Выбрать главу

Впрочем, в 1885 году в Париже времени у него было мало, а денег еще меньше. В театр Фрейд шел для того, чтобы увидеть великолепную Сару Бернар в добротной драме Викторьена Сарду, показавшейся ему хвастливой и тривиальной, или в комедиях Мольера, которые он считал блестящими и использовал как «уроки французского». Обычно он покупал билеты на самые дешевые места, иногда в «quatrième loge de côté, позорные ложи такого размера, что годны лишь для голубей», по одному франку пятьдесят сантимов. Фрейд жил взаймы и поэтому считал себя обязанным экономить даже на мелочах, таких как спички и канцелярские принадлежности. «Я всегда пью вино, очень дешевое, темно-красное и в целом терпимое, – писал он вскоре после приезда Минне Бернайс, сестре Марты. – Что касается еды, то ее можно найти и за 100 франков, и за 3 франка, только нужно знать где». Поначалу одинокий, Фрейд был придирчивым и немного самоуверенным. И еще патриотичным: «Как ты видишь, сердце у меня немецкое, провинциальное, и в любом случае оно осталось дома». Французов он считал аморальными охотниками за удовольствиями, «народом психологических эпидемий, исторических массовых конвульсий».

Временами Фрейд не без трепета раскрывал Марте некоторые свои планы, продиктованные благоразумием. В конце 1885 года он еженедельно наносил визиты, возможно не такие уж необходимые, скучавшей австрийской пациентке, жене их семейного врача – «с не самыми приятными манерами, очень экспрессивными», – поскольку разумно установить добрые отношения с венским коллегой. Да, подобное манипуляционное поведение смущало Фрейда. Еще раньше он писал невесте, признаваясь в страсти к работе, что должен внимательно следить, чтобы потребность в последней, а также в успехе не истолковывалась как непорядочная.

Но что еще важнее, Фрейд с самого начала был потрясен знакомством с Жаном Мартеном Шарко.
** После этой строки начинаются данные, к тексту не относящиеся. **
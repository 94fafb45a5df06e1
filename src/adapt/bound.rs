use crate::producer::{Producer, SizeHint};

/// A producer that discards a fixed-length prefix. Created by
/// [`ProducerExt::skip`](crate::ProducerExt::skip).
pub struct Skip<I> {
    inner: I,
    remaining: usize,
}

impl<I> Skip<I> {
    pub(crate) fn new(inner: I, n: usize) -> Skip<I> {
        Skip { inner, remaining: n }
    }
}

impl<I: Producer> Producer for Skip<I> {
    type Item = I::Item;

    fn next(&mut self) -> Option<I::Item> {
        // The skip happens at most once, on the first pull.
        if self.remaining > 0 {
            let n = self.remaining;
            self.remaining = 0;
            for _ in 0..n {
                self.inner.next()?;
            }
        }
        self.inner.next()
    }

    #[inline]
    fn size_hint(&self) -> SizeHint {
        let (lower, upper) = self.inner.size_hint();
        (
            lower.saturating_sub(self.remaining),
            upper.map(|n| n.saturating_sub(self.remaining)),
        )
    }
}

/// A producer that yields at most a fixed number of elements. Created by
/// [`ProducerExt::take`](crate::ProducerExt::take).
///
/// Once the budget is spent the adapter reports exhaustion without
/// consulting the underlying producer, so the elements past the cut are
/// left in place.
pub struct Take<I> {
    inner: I,
    remaining: usize,
}

impl<I> Take<I> {
    pub(crate) fn new(inner: I, n: usize) -> Take<I> {
        Take { inner, remaining: n }
    }
}

impl<I: Producer> Producer for Take<I> {
    type Item = I::Item;

    #[inline]
    fn next(&mut self) -> Option<I::Item> {
        if self.remaining == 0 {
            return None;
        }
        self.remaining -= 1;
        self.inner.next()
    }

    #[inline]
    fn size_hint(&self) -> SizeHint {
        let (lower, upper) = self.inner.size_hint();
        let upper = match upper {
            Some(n) if n < self.remaining => Some(n),
            _ => Some(self.remaining),
        };
        (lower.min(self.remaining), upper)
    }
}

/// A producer that yields the first element and then every `step`th
/// element after it. Created by
/// [`ProducerExt::step_by`](crate::ProducerExt::step_by).
pub struct StepBy<I> {
    inner: I,
    step: usize,
    first: bool,
}

impl<I> StepBy<I> {
    pub(crate) fn new(inner: I, step: usize) -> StepBy<I> {
        assert!(step != 0, "step_by requires a step of at least 1");
        StepBy { inner, step, first: true }
    }
}

impl<I: Producer> Producer for StepBy<I> {
    type Item = I::Item;

    fn next(&mut self) -> Option<I::Item> {
        if self.first {
            self.first = false;
            return self.inner.next();
        }
        // Discard the gap, then yield.
        for _ in 1..self.step {
            self.inner.next()?;
        }
        self.inner.next()
    }

    fn size_hint(&self) -> SizeHint {
        let (lower, upper) = self.inner.size_hint();
        let step = self.step;
        let remaining = |n: usize| {
            if self.first {
                // The first element costs one pull; each later element
                // costs `step`.
                if n == 0 {
                    0
                } else {
                    1 + (n - 1) / step
                }
            } else {
                n / step
            }
        };
        (remaining(lower), upper.map(remaining))
    }
}
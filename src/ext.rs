use std::num::NonZeroUsize;

use crate::adapt::{
    Chain, Enumerate, Filter, FilterMap, FlatMap, Flatten, Fuse, Intersperse,
    IntersperseWith, Map, MapWhile, Peekable, Scan, Skip, SkipWhile, StepBy,
    Take, TakeWhile, Zip,
};
use crate::producer::{IntoProducer, Producer};

/// Every adapter constructor and terminal consumer, derived once from
/// [`Producer::next`].
///
/// This trait is implemented for every producer via a blanket impl; it is
/// never implemented by hand. The split between the minimal capability
/// (`Producer`) and the derived operations (this trait) keeps the bar for
/// writing a new source or adapter at exactly one required method.
///
/// The adapter constructors (`map`, `filter`, `take`, ...) are all lazy:
/// calling one wraps `self` in a new producer and performs no traversal.
/// The terminal consumers (`fold`, `collect`, `count`, ...) are the only
/// operations that pull elements. Two of them are primitive and everything
/// else is expressed through them:
///
/// * [`fold`](ProducerExt::fold) drives traversal to exhaustion;
/// * [`try_fold`](ProducerExt::try_fold) drives traversal until the first
///   `Err`, which unifies early termination, searching and fallible
///   accumulation under one short-circuiting loop.
///
/// Traversal is never time-bounded: folding an infinite producer does not
/// terminate unless an upstream `take`/`take_while` bounds it.
pub trait ProducerExt: Producer {
    /// Transforms every element through `f`.
    ///
    /// The adapter exhausts exactly when the underlying producer does.
    #[inline]
    fn map<B, F>(self, f: F) -> Map<Self, F>
    where
        Self: Sized,
        F: FnMut(Self::Item) -> B,
    {
        Map::new(self, f)
    }

    /// Yields only the elements for which `pred` returns `true`.
    ///
    /// Each call to `next` pulls from the underlying producer repeatedly,
    /// discarding failing elements, until one passes or the source is
    /// exhausted.
    #[inline]
    fn filter<P>(self, pred: P) -> Filter<Self, P>
    where
        Self: Sized,
        P: FnMut(&Self::Item) -> bool,
    {
        Filter::new(self, pred)
    }

    /// Transforms elements through `f`, discarding those for which `f`
    /// returns `None`.
    ///
    /// This both filters and maps in one pull loop.
    #[inline]
    fn filter_map<B, F>(self, f: F) -> FilterMap<Self, F>
    where
        Self: Sized,
        F: FnMut(Self::Item) -> Option<B>,
    {
        FilterMap::new(self, f)
    }

    /// Transforms elements through `f`, ending iteration on the first
    /// element for which `f` returns `None`.
    ///
    /// Unlike `filter_map`, a `None` from `f` is reported as exhaustion
    /// rather than skipped, and no further element is pulled for it.
    #[inline]
    fn map_while<B, F>(self, f: F) -> MapWhile<Self, F>
    where
        Self: Sized,
        F: FnMut(Self::Item) -> Option<B>,
    {
        MapWhile::new(self, f)
    }

    /// Discards the first `n` elements, then passes everything through.
    #[inline]
    fn skip(self, n: usize) -> Skip<Self>
    where
        Self: Sized,
    {
        Skip::new(self, n)
    }

    /// Yields at most `n` elements, then reports exhaustion regardless of
    /// the state of the underlying producer.
    ///
    /// This is the standard way of bounding an infinite producer so that a
    /// terminal consumer terminates.
    #[inline]
    fn take(self, n: usize) -> Take<Self>
    where
        Self: Sized,
    {
        Take::new(self, n)
    }

    /// Discards elements while `pred` holds; once it fails for the first
    /// time, every subsequent element passes through unchanged, including
    /// elements that would have satisfied `pred` again.
    #[inline]
    fn skip_while<P>(self, pred: P) -> SkipWhile<Self, P>
    where
        Self: Sized,
        P: FnMut(&Self::Item) -> bool,
    {
        SkipWhile::new(self, pred)
    }

    /// Yields elements while `pred` holds; the first failure permanently
    /// exhausts the adapter, even if a later element would satisfy `pred`.
    ///
    /// The failing element itself is consumed from the underlying producer
    /// and discarded.
    #[inline]
    fn take_while<P>(self, pred: P) -> TakeWhile<Self, P>
    where
        Self: Sized,
        P: FnMut(&Self::Item) -> bool,
    {
        TakeWhile::new(self, pred)
    }

    /// Yields the first element, then every `step`th element after it.
    ///
    /// `from_range(0, 6).step_by(2)` yields `0, 2, 4`.
    ///
    /// # Panics
    ///
    /// Panics if `step` is zero. A zero step cannot make progress and is a
    /// programming error, rejected at construction rather than producing a
    /// silently wrong (or non-terminating) traversal.
    #[inline]
    fn step_by(self, step: usize) -> StepBy<Self>
    where
        Self: Sized,
    {
        StepBy::new(self, step)
    }

    /// Threads mutable state through `f`, yielding each `Some` that `f`
    /// returns. A `None` from `f` permanently exhausts the adapter.
    #[inline]
    fn scan<St, B, F>(self, state: St, f: F) -> Scan<Self, St, F>
    where
        Self: Sized,
        F: FnMut(&mut St, Self::Item) -> Option<B>,
    {
        Scan::new(self, state, f)
    }

    /// Pairs each element with a zero-based index that increments once per
    /// successful pull.
    #[inline]
    fn enumerate(self) -> Enumerate<Self>
    where
        Self: Sized,
    {
        Enumerate::new(self)
    }

    /// Adds a one-element lookahead buffer, exposing
    /// [`peek`](crate::adapt::Peekable::peek).
    #[inline]
    fn peekable(self) -> Peekable<Self>
    where
        Self: Sized,
    {
        Peekable::new(self)
    }

    /// Upgrades the exhaustion contract: once the underlying producer has
    /// returned `None`, every subsequent call returns `None` without the
    /// underlying producer ever being consulted again.
    #[inline]
    fn fuse(self) -> Fuse<Self>
    where
        Self: Sized,
    {
        Fuse::new(self)
    }

    /// Yields all of `self`'s elements, then all of `other`'s.
    ///
    /// The switch to `other` is one-way: once the first producer has
    /// reported exhaustion it is never pulled again.
    #[inline]
    fn chain<J>(self, other: J) -> Chain<Self, J::Into>
    where
        Self: Sized,
        J: IntoProducer<Item = Self::Item>,
    {
        Chain::new(self, other.into_producer())
    }

    /// Yields pairs of elements pulled from `self` and `other` in lock
    /// step.
    ///
    /// Iteration ends permanently the moment either side is exhausted; the
    /// second side is not pulled at all once the first side has reported
    /// exhaustion, so its next element (if any) is left in place.
    #[inline]
    fn zip<J>(self, other: J) -> Zip<Self, J::Into>
    where
        Self: Sized,
        J: IntoProducer,
    {
        Zip::new(self, other.into_producer())
    }

    /// Places a clone of `separator` between adjacent elements.
    ///
    /// No separator is emitted before the first element or after the last.
    #[inline]
    fn intersperse(self, separator: Self::Item) -> Intersperse<Self>
    where
        Self: Sized,
        Self::Item: Clone,
    {
        Intersperse::new(self, separator)
    }

    /// Like [`intersperse`](ProducerExt::intersperse), but manufactures
    /// each separator by calling `separator`, for element types that are
    /// not `Clone` or separators that are expensive to build up front.
    #[inline]
    fn intersperse_with<F>(self, separator: F) -> IntersperseWith<Self, F>
    where
        Self: Sized,
        F: FnMut() -> Self::Item,
    {
        IntersperseWith::new(self, separator)
    }

    /// Maps each element to a producer and yields the elements of each in
    /// turn.
    ///
    /// Each sub-producer is drained fully before the next element is
    /// pulled from the underlying producer.
    #[inline]
    fn flat_map<J, F>(self, f: F) -> FlatMap<Self, J, F>
    where
        Self: Sized,
        J: IntoProducer,
        F: FnMut(Self::Item) -> J,
    {
        FlatMap::new(self, f)
    }

    /// Flattens one level of nesting in a producer of producer-convertible
    /// values.
    #[inline]
    fn flatten(self) -> Flatten<Self>
    where
        Self: Sized,
        Self::Item: IntoProducer,
    {
        Flatten::new(self)
    }

    /// Folds every element into an accumulator, returning the final value.
    ///
    /// This is the primitive full traversal: it calls `next` until
    /// exhaustion and applies `f(acc, element)` at every step. It does not
    /// terminate on an infinite producer.
    ///
    /// ```
    /// use trickle::{from_vec, ProducerExt};
    ///
    /// let sum = from_vec(vec![1, 2, 3]).fold(0, |acc, x| acc + x);
    /// assert_eq!(sum, 6);
    /// ```
    #[inline]
    fn fold<B, F>(mut self, init: B, mut f: F) -> B
    where
        Self: Sized,
        F: FnMut(B, Self::Item) -> B,
    {
        let mut acc = init;
        while let Some(x) = self.next() {
            acc = f(acc, x);
        }
        acc
    }

    /// Folds every element into an accumulator until `f` returns an error,
    /// which is returned immediately.
    ///
    /// This is the primitive short-circuiting traversal; `all`, `any`,
    /// `find`, `position` and `try_for_each` are all specializations of it.
    /// Because it takes `self` by mutable reference, traversal can resume
    /// after an early return: elements consumed before the `Err` stay
    /// consumed, elements after it are still available.
    #[inline]
    fn try_fold<B, E, F>(&mut self, init: B, mut f: F) -> Result<B, E>
    where
        Self: Sized,
        F: FnMut(B, Self::Item) -> Result<B, E>,
    {
        let mut acc = init;
        while let Some(x) = self.next() {
            acc = f(acc, x)?;
        }
        Ok(acc)
    }

    /// Calls `f` on every element.
    #[inline]
    fn for_each<F>(self, mut f: F)
    where
        Self: Sized,
        F: FnMut(Self::Item),
    {
        self.fold((), |(), x| f(x));
    }

    /// Calls a fallible `f` on each element, stopping at and returning the
    /// first error.
    #[inline]
    fn try_for_each<E, F>(&mut self, mut f: F) -> Result<(), E>
    where
        Self: Sized,
        F: FnMut(Self::Item) -> Result<(), E>,
    {
        self.try_fold((), |(), x| f(x))
    }

    /// Consumes the producer, counting the number of elements.
    ///
    /// Forces a full traversal; every remaining element is pulled and
    /// discarded.
    #[inline]
    fn count(self) -> usize
    where
        Self: Sized,
    {
        self.fold(0, |n, _| n + 1)
    }

    /// Consumes the producer, returning the last element it yields, or
    /// `None` if it was already exhausted.
    #[inline]
    fn last(self) -> Option<Self::Item>
    where
        Self: Sized,
    {
        self.fold(None, |_, x| Some(x))
    }

    /// Advances by exactly `n` elements, discarding them.
    ///
    /// If the producer is exhausted first, returns the number of elements
    /// that could not be advanced over as an error.
    #[inline]
    fn advance_by(&mut self, n: usize) -> Result<(), NonZeroUsize>
    where
        Self: Sized,
    {
        for done in 0..n {
            if self.next().is_none() {
                // done < n, so the shortfall is necessarily nonzero.
                return Err(NonZeroUsize::new(n - done)
                    .expect("shortfall of a failed advance is nonzero"));
            }
        }
        Ok(())
    }

    /// Discards `n` elements and returns the one after them, or `None` if
    /// the producer is exhausted first.
    ///
    /// `nth(0)` is equivalent to `next`. The position is cumulative:
    /// repeated calls do not rewind, so `nth(1)` twice on `[1, 2, 3]`
    /// yields `Some(2)` and then `None`.
    #[inline]
    fn nth(&mut self, n: usize) -> Option<Self::Item>
    where
        Self: Sized,
    {
        self.advance_by(n).ok()?;
        self.next()
    }

    /// Tests whether every element satisfies `pred`, short-circuiting on
    /// the first failure. An exhausted producer yields `true`.
    #[inline]
    fn all<P>(&mut self, mut pred: P) -> bool
    where
        Self: Sized,
        P: FnMut(Self::Item) -> bool,
    {
        self.try_fold((), |(), x| if pred(x) { Ok(()) } else { Err(()) })
            .is_ok()
    }

    /// Tests whether any element satisfies `pred`, short-circuiting on the
    /// first success. An exhausted producer yields `false`.
    #[inline]
    fn any<P>(&mut self, mut pred: P) -> bool
    where
        Self: Sized,
        P: FnMut(Self::Item) -> bool,
    {
        self.try_fold((), |(), x| if pred(x) { Err(()) } else { Ok(()) })
            .is_err()
    }

    /// Returns the first element satisfying `pred`, or `None` if the
    /// producer exhausts first. Elements before the match are consumed.
    #[inline]
    fn find<P>(&mut self, mut pred: P) -> Option<Self::Item>
    where
        Self: Sized,
        P: FnMut(&Self::Item) -> bool,
    {
        self.try_fold((), |(), x| if pred(&x) { Err(x) } else { Ok(()) })
            .err()
    }

    /// Returns the zero-based position of the first element satisfying
    /// `pred`, or `None`. Elements up to and including the match are
    /// consumed.
    #[inline]
    fn position<P>(&mut self, mut pred: P) -> Option<usize>
    where
        Self: Sized,
        P: FnMut(Self::Item) -> bool,
    {
        self.try_fold(0usize, |i, x| if pred(x) { Err(i) } else { Ok(i + 1) })
            .err()
    }

    /// Folds the producer using its first element as the seed, or returns
    /// `None` if it is already exhausted.
    ///
    /// ```
    /// use trickle::{from_vec, ProducerExt};
    ///
    /// assert_eq!(from_vec(vec![1, 2, 3]).reduce(|a, b| a + b), Some(6));
    /// assert_eq!(from_vec(Vec::<i32>::new()).reduce(|a, b| a + b), None);
    /// ```
    #[inline]
    fn reduce<F>(mut self, f: F) -> Option<Self::Item>
    where
        Self: Sized,
        F: FnMut(Self::Item, Self::Item) -> Self::Item,
    {
        let first = self.next()?;
        Some(self.fold(first, f))
    }

    /// Splits all elements into two vectors by `pred`: elements that
    /// satisfy it, then elements that do not, each group in its original
    /// relative order. Forces a full traversal.
    #[inline]
    fn partition<P>(self, mut pred: P) -> (Vec<Self::Item>, Vec<Self::Item>)
    where
        Self: Sized,
        P: FnMut(&Self::Item) -> bool,
    {
        self.fold((vec![], vec![]), |(mut yes, mut no), x| {
            if pred(&x) {
                yes.push(x);
            } else {
                no.push(x);
            }
            (yes, no)
        })
    }

    /// Materializes all remaining elements into a vector, in order.
    ///
    /// The upper size hint, when present, pre-sizes the storage; otherwise
    /// the lower hint does. The hint is advisory only, so a wrong one costs
    /// at most a re-allocation.
    #[inline]
    fn collect(mut self) -> Vec<Self::Item>
    where
        Self: Sized,
    {
        let (lower, upper) = self.size_hint();
        let mut out = Vec::with_capacity(upper.unwrap_or(lower));
        while let Some(x) = self.next() {
            out.push(x);
        }
        out
    }
}

impl<P: Producer> ProducerExt for P {}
Шесть недель он занимался микроскопическим исследованием детского мозга в патологической лаборатории Шарко в больнице Сальпетриер. Последующие многочисленные публикации о церебральном параличе у детей и об афазии – системном нарушении уже сформировавшейся речи – указывают на сохраняющийся, хотя и ослабевающий, интерес Фрейда к неврологическим исследованиям. Однако мощное влияние Шарко повернуло его от микроскопа к той области, признаки интереса к которой уже начали проявляться: психологии.

Научный стиль и личное обаяние Шарко произвели на Фрейда даже большее впечатление, чем его идеи. «Он поразительно стимулирующий, почти возбуждающий и великолепный, – писал Фрейд Марте. – Я буду по нему ужасно скучать в Вене». В поисках слов, которые оправдали бы тот душевный подъем, который он испытывал в присутствии Шарко, Фрейд обращался к религиозной – или как минимум эстетической – лексике. «Шарко, – признавался он, – который одновременно один из величайших врачей и человек, здравый смысл которого – знак отличия гения – просто-напросто разрушает мои замыслы и концепции. После некоторых лекций я ухожу как из Нотр-Дам, с обретенным ощущением совершенства». Только напыщенная риторика того поколения могла передать его чувства; Фрейд, неизменно настаивавший на независимости своего мышления, был всей душой готов принять идеи этого блестящего ученого и не менее блестящего актера: «Не знаю, принесет ли когда-нибудь его семя плоды, но то, что никакой другой человек никогда не влиял на меня столь сильно, я знаю точно».